### PROVIDED ENTRIES:
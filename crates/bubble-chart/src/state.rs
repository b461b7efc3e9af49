#![forbid(unsafe_code)]

//! The immutable render state of one update cycle.

use bubble_core::geometry::Size;
use bubble_layout::{Generation, LayoutNode};
use bubble_style::{ColorQuantizer, Domain, NodeColors};

use crate::config::ChartConfig;
use crate::transition::Visual;

/// Everything on screen after one cycle: layout, colors, and container size.
///
/// Built once per cycle and replaced wholesale; the chart keeps exactly one.
#[derive(Debug, Clone, PartialEq)]
pub struct RenderState {
    size: Size,
    generation: Generation,
    colors: Vec<NodeColors>,
    quantizer: ColorQuantizer,
}

impl RenderState {
    /// State with nothing laid out yet.
    #[must_use]
    pub fn empty(size: Size, config: &ChartConfig) -> Self {
        let domain = config.fixed_domain.unwrap_or_default();
        Self {
            size,
            generation: Generation::empty(size.min_side()),
            colors: Vec::new(),
            quantizer: quantizer(config, domain),
        }
    }

    /// Resolve colors for `generation` and wrap it.
    ///
    /// The color domain is the configured fixed domain, or the extent of every
    /// item's color value.
    #[must_use]
    pub fn new(generation: Generation, size: Size, config: &ChartConfig) -> Self {
        let domain = config.fixed_domain.unwrap_or_else(|| {
            Domain::from_values(
                generation
                    .nodes()
                    .iter()
                    .skip(1)
                    .filter_map(|n| n.item.color_value),
            )
        });
        let quantizer = quantizer(config, domain);
        let colors = generation
            .nodes()
            .iter()
            .map(|n| quantizer.resolve(n.item.color_value, n.item.is_selected()))
            .collect();
        Self {
            size,
            generation,
            colors,
            quantizer,
        }
    }

    /// Container size the state was laid out for.
    #[must_use]
    pub fn size(&self) -> Size {
        self.size
    }

    /// Canvas side `D`.
    #[must_use]
    pub fn side(&self) -> f64 {
        self.generation.side()
    }

    /// The layout.
    #[must_use]
    pub fn generation(&self) -> &Generation {
        &self.generation
    }

    /// The quantizer used for this state's colors.
    #[must_use]
    pub fn quantizer(&self) -> &ColorQuantizer {
        &self.quantizer
    }

    /// Colors of the node at `index`.
    #[must_use]
    pub fn colors(&self, index: usize) -> Option<&NodeColors> {
        self.colors.get(index)
    }

    /// Node with the given id, with its colors.
    #[must_use]
    pub fn node(&self, id: &str) -> Option<(&LayoutNode, &NodeColors)> {
        let index = self.generation.position(id)?;
        Some((self.generation.get(index)?, self.colors.get(index)?))
    }

    /// Resting visual of the node with the given id.
    #[must_use]
    pub fn resting(&self, id: &str) -> Option<Visual> {
        self.node(id).map(|(node, colors)| Visual::resting(node, colors))
    }

    /// Visible nodes with their colors, in generation order.
    pub fn visible(&self) -> impl Iterator<Item = (&LayoutNode, &NodeColors)> {
        self.generation
            .nodes()
            .iter()
            .zip(&self.colors)
            .filter(|(n, _)| n.is_visible())
    }
}

fn quantizer(config: &ChartConfig, domain: Domain) -> ColorQuantizer {
    ColorQuantizer::new(&config.color_legend, domain).with_selected(
        config.selected_color.clone(),
        config.selected_text_color.clone(),
    )
}

#[cfg(test)]
mod tests {
    use super::*;
    use bubble_layout::{DataItem, Dataset, PackConfig, layout};
    use bubble_style::{Color, LegendEntry};

    fn state(items: Vec<DataItem>, config: &ChartConfig) -> RenderState {
        let g = layout(&Dataset::Forest(items), 100.0, &PackConfig::default()).expect("valid");
        RenderState::new(g, Size::new(100.0, 120.0), config)
    }

    fn palette() -> ChartConfig {
        ChartConfig::default().color_legend(vec![
            LegendEntry::Color(Color::rgb(1, 1, 1)),
            LegendEntry::Color(Color::rgb(2, 2, 2)),
        ])
    }

    #[test]
    fn domain_from_data() {
        let s = state(
            vec![
                DataItem::leaf("lo", 1.0).color_value(10.0),
                DataItem::leaf("hi", 1.0).color_value(20.0),
                DataItem::leaf("none", 1.0),
            ],
            &palette(),
        );
        assert_eq!(s.quantizer().domain(), Domain::new(10.0, 20.0));
        assert_eq!(s.node("lo").expect("lo").1.fill, Color::rgb(1, 1, 1));
        assert_eq!(s.node("hi").expect("hi").1.fill, Color::rgb(2, 2, 2));
        assert_eq!(s.node("none").expect("none").1.fill, Color::rgb(1, 1, 1));
    }

    #[test]
    fn fixed_domain_wins() {
        let s = state(
            vec![DataItem::leaf("a", 1.0).color_value(0.0)],
            &palette().fixed_domain(0.0, 0.0),
        );
        assert_eq!(s.quantizer().domain(), Domain::new(0.0, 0.0));
        assert_eq!(s.quantizer().bucket(Some(0.0)), 0);
    }

    #[test]
    fn selected_uses_override() {
        let config = palette().selected_colors(Some(Color::rgb(9, 9, 9)), None);
        let s = state(vec![DataItem::leaf("a", 1.0).selected(true)], &config);
        let (_, colors) = s.node("a").expect("a");
        assert_eq!(colors.fill, Color::rgb(9, 9, 9));
    }

    #[test]
    fn resting_visual_matches_layout() {
        let s = state(vec![DataItem::leaf("a", 1.0)], &palette());
        let (node, _) = s.node("a").expect("a");
        let v = s.resting("a").expect("a");
        assert_eq!((v.x, v.y, v.r, v.opacity, v.label_opacity), (node.x, node.y, node.r, 1.0, 1.0));
        assert_eq!(s.side(), 100.0);
        assert_eq!(s.size(), Size::new(100.0, 120.0));
        assert_eq!(s.visible().count(), 1);
    }

    #[test]
    fn empty_state_has_nothing_visible() {
        let s = RenderState::empty(Size::new(10.0, 10.0), &ChartConfig::default());
        assert_eq!(s.visible().count(), 0);
        assert_eq!(s.resting("a"), None);
    }
}
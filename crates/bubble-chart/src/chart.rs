#![forbid(unsafe_code)]

//! The chart driver: one serial update cycle per trigger.
//!
//! A cycle normalizes the data, packs it into the container's square canvas,
//! resolves colors, reconciles the new generation against the one on screen,
//! hands the resulting keyframes to the [`TransitionScheduler`], and finally
//! replaces the retained [`RenderState`] and refreshes the tooltip.
//!
//! # Invariants
//!
//! 1. Exactly one [`RenderState`] is retained; a cycle replaces it wholesale.
//! 2. A rejected cycle leaves the render state, the transitions, and the
//!    tooltip exactly as they were.
//! 3. The tooltip placement is recomputed after every cycle and every
//!    highlight, from the node's resting geometry.
//! 4. Time only moves through [`BubbleChart::advance`].
//!
//! # Failure Modes
//!
//! - Invalid data or unparseable JSON reject the cycle with a [`ChartError`]
//!   and a `warn!` event.
//! - Resizing or highlighting before any data has arrived does nothing.

use std::collections::HashMap;
use std::sync::Arc;
use std::time::Duration;

use bubble_core::geometry::{Point, Size};
use bubble_layout::{Dataset, Hierarchy, PackConfig, pack};
use bubble_style::LegendItem;

use crate::config::ChartConfig;
use crate::error::ChartError;
use crate::label::{Label, label_for};
use crate::reconcile::{Phase, exit_destination, reconcile};
use crate::state::RenderState;
use crate::tooltip::{TooltipState, position_tooltip, tooltip_rows};
use crate::transition::{FrameNode, Keyframe, TransitionScheduler, Visual};

// ---------------------------------------------------------------------------
// Events and triggers
// ---------------------------------------------------------------------------

/// Notification for the host.
#[derive(Debug, Clone, PartialEq, Eq)]
pub enum ChartEvent {
    /// A bubble was clicked.
    Click {
        /// Identity of the clicked bubble.
        id: String,
    },
    /// The highlighted identity changed.
    HighlightChanged {
        /// New highlight, `None` when cleared.
        id: Option<String>,
    },
}

/// One unit of work for [`BubbleChart::dispatch`].
#[derive(Debug, Clone)]
pub enum Trigger {
    /// A new dataset snapshot.
    DataChanged(Dataset),
    /// The container was resized.
    Resized(Size),
    /// The pointer entered a bubble (`Some`) or left all bubbles (`None`).
    Highlighted {
        /// Highlighted identity.
        id: Option<String>,
        /// Measured tooltip box.
        tooltip: Size,
    },
    /// A bubble was clicked.
    Clicked(String),
}

/// Identities classified by one cycle.
#[derive(Debug, Clone, Default, PartialEq, Eq)]
pub struct CycleReport {
    /// New identities, in layout order.
    pub entering: Vec<String>,
    /// Continuing identities, in layout order.
    pub updating: Vec<String>,
    /// Removed identities, in previous layout order.
    pub exiting: Vec<String>,
}
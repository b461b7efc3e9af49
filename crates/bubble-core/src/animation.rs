#![forbid(unsafe_code)]

//! Time-based interpolation primitives.
//!
//! Unlike a ticking animation object, a [`Tween`] holds no clock of its own:
//! callers pass the elapsed time since the tween was scheduled and get back a
//! normalized progress. This keeps sampling a pure function, so a host frame
//! driver, a test, or a replay can evaluate any instant in any order.
//!
//! # Invariants
//!
//! 1. `progress(elapsed)` is 0.0 for every `elapsed <= delay`.
//! 2. `progress(elapsed)` is 1.0 for every `elapsed >= delay + duration`.
//! 3. Progress is linear in `elapsed` between the two, so it never moves
//!    backwards.
//!
//! # Failure Modes
//!
//! - Zero duration: progress jumps from 0.0 to 1.0 once the delay elapses.

use std::time::Duration;

pub mod stagger;

// ---------------------------------------------------------------------------
// Interpolation
// ---------------------------------------------------------------------------

/// Linear interpolation between `from` and `to` at `t` (unclamped).
#[inline]
pub fn lerp(from: f64, to: f64, t: f64) -> f64 {
    from + (to - from) * t
}

// ---------------------------------------------------------------------------
// Tween
// ---------------------------------------------------------------------------

/// Timing of a single delayed, linear transition.
#[derive(Debug, Clone, Copy)]
pub struct Tween {
    delay: Duration,
    duration: Duration,
}

impl Tween {
    /// Create a tween with the given duration and no delay.
    #[must_use]
    pub fn new(duration: Duration) -> Self {
        Self {
            delay: Duration::ZERO,
            duration,
        }
    }

    /// Set the start delay (builder).
    #[must_use]
    pub fn delay(mut self, delay: Duration) -> Self {
        self.delay = delay;
        self
    }

    /// Configured start delay.
    #[must_use]
    pub fn start_delay(&self) -> Duration {
        self.delay
    }

    /// Configured duration.
    #[must_use]
    pub fn duration(&self) -> Duration {
        self.duration
    }

    /// Total time from scheduling to completion (`delay + duration`).
    #[must_use]
    pub fn total(&self) -> Duration {
        self.delay.saturating_add(self.duration)
    }

    /// Progress at `elapsed`, in [0.0, 1.0].
    #[must_use]
    pub fn progress(&self, elapsed: Duration) -> f64 {
        if elapsed <= self.delay {
            return 0.0;
        }
        let running = elapsed - self.delay;
        if self.duration.is_zero() || running >= self.duration {
            return 1.0;
        }
        (running.as_secs_f64() / self.duration.as_secs_f64()).clamp(0.0, 1.0)
    }

    /// Whether the tween has finished at `elapsed`.
    #[must_use]
    pub fn is_complete(&self, elapsed: Duration) -> bool {
        elapsed >= self.total()
    }
}

// ---------------------------------------------------------------------------
// Tests
// ---------------------------------------------------------------------------
#![forbid(unsafe_code)]

//! Packed bubble chart engine.
//!
//! [`BubbleChart`] turns dataset snapshots into animated frames: each update
//! cycle lays the data out, diffs it against what is on screen by `id`, and
//! schedules staggered transitions. The host feeds triggers in and draws
//! [`BubbleChart::frame`] after every [`BubbleChart::advance`].
//!
//! ```
//! use std::time::Duration;
//!
//! use bubble_chart::{BubbleChart, ChartConfig};
//! use bubble_core::geometry::Size;
//! use bubble_layout::{DataItem, Dataset};
//!
//! let mut chart = BubbleChart::new(ChartConfig::default(), Size::new(200.0, 200.0)).unwrap();
//! let report = chart
//!     .set_data(Dataset::from(vec![DataItem::leaf("a", 10.0), DataItem::leaf("b", 10.0)]))
//!     .unwrap();
//! assert_eq!(report.entering, ["a", "b"]);
//!
//! chart.advance(Duration::from_millis(600));
//! assert!(!chart.is_animating());
//! assert_eq!(chart.frame().len(), 2);
//! ```

pub mod chart;
pub mod config;
pub mod error;
pub mod label;
pub mod reconcile;
pub mod state;
pub mod tooltip;
pub mod transition;

pub use chart::{BubbleChart, ChartEvent, CycleReport, Trigger};
pub use config::{ChartConfig, ConfigError, ConfigParse};
pub use error::ChartError;
pub use label::{Label, SizeClass, label_for};
pub use reconcile::{Change, Phase, Reconciliation, exit_destination, reconcile};
pub use state::RenderState;
pub use tooltip::{
    Side, TooltipPlacement, TooltipProp, TooltipRow, TooltipState, position_tooltip, tooltip_rows,
};
pub use transition::{FrameNode, Keyframe, Transition, TransitionScheduler, Visual};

### ASSIGNMENT:
If a line in the records above has the word "derive", copy it.

### RESPONSE TO THIS TASK:
#[derive(Debug, Clone, PartialEq)]
#[derive(Debug, Clone, PartialEq, Eq)]
#[derive(Debug, Clone)]
#[derive(Debug, Clone, Default, PartialEq, Eq)]
#[derive(Debug, Clone, Copy)]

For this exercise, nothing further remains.